TASK DESCRIPTION.
Scan the data for "mpsc" and copy the lines it appears in.

Records excerpted from a collection.
----
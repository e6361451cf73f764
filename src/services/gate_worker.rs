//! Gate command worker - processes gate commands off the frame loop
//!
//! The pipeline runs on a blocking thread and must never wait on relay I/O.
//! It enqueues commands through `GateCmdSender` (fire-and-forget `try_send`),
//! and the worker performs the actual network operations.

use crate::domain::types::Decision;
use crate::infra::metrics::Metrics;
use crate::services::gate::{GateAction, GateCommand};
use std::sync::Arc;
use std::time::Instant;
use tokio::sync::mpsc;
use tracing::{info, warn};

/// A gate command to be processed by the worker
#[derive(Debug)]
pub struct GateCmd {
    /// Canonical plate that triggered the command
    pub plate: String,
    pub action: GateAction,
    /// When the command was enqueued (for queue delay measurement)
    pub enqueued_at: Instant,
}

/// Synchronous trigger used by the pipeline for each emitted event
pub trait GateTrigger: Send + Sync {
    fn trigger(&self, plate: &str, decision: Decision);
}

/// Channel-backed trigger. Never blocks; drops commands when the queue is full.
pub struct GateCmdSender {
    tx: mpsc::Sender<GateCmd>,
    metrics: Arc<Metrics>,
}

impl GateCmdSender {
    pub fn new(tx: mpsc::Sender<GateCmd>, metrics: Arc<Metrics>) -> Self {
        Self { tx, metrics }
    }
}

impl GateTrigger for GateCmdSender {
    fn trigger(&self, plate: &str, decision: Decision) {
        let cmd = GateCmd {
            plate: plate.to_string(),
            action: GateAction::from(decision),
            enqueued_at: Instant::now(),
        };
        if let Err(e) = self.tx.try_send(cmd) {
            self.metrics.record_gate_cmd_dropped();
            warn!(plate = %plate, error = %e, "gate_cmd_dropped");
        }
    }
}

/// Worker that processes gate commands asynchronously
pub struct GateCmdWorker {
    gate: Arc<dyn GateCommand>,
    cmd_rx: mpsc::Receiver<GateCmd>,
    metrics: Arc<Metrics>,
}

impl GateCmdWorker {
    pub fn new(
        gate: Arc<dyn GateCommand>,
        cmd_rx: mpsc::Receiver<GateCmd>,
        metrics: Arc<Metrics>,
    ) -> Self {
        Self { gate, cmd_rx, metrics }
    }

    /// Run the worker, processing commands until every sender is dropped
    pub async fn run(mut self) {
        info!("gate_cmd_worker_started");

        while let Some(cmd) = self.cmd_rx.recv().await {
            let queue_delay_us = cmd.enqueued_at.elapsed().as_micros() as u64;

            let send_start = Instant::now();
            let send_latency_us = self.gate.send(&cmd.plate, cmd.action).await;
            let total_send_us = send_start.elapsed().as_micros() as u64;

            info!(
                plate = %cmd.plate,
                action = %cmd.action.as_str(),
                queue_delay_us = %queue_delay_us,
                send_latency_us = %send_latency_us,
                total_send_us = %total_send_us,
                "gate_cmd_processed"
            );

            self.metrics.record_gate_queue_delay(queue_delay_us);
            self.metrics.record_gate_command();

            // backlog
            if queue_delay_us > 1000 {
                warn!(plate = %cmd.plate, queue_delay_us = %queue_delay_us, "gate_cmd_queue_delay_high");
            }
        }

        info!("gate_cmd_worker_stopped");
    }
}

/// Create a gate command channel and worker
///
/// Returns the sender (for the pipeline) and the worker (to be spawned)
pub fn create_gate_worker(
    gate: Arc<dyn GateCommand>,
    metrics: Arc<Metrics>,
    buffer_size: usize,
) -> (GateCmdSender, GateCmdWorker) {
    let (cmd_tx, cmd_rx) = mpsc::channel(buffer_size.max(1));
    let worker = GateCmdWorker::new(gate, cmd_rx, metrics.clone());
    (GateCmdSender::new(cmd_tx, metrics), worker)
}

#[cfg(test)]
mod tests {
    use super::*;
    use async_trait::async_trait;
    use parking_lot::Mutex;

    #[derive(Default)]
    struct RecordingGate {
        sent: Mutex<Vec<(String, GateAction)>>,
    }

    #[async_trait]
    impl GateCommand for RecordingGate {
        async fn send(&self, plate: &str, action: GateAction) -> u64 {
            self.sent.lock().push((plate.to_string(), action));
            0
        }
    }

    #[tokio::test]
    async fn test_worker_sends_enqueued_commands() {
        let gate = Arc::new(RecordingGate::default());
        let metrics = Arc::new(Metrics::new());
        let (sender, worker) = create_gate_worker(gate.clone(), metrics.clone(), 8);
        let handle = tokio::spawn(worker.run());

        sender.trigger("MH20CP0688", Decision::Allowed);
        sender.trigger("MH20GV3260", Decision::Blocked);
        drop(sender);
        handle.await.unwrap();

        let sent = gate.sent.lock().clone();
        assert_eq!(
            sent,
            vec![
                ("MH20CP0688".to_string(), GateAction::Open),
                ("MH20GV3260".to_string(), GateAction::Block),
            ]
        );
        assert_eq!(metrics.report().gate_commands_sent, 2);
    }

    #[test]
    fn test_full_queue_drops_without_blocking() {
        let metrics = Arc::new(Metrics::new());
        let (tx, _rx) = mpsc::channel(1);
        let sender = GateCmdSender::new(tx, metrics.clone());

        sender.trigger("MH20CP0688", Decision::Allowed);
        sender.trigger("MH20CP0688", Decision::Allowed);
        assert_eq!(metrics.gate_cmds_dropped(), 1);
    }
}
----
OUTPUT OF THE EXERCISE.
use tokio::sync::mpsc;
    tx: mpsc::Sender<GateCmd>,
    pub fn new(tx: mpsc::Sender<GateCmd>, metrics: Arc<Metrics>) -> Self {
    cmd_rx: mpsc::Receiver<GateCmd>,
        cmd_rx: mpsc::Receiver<GateCmd>,
    let (cmd_tx, cmd_rx) = mpsc::channel(buffer_size.max(1));
        let (tx, _rx) = mpsc::channel(1);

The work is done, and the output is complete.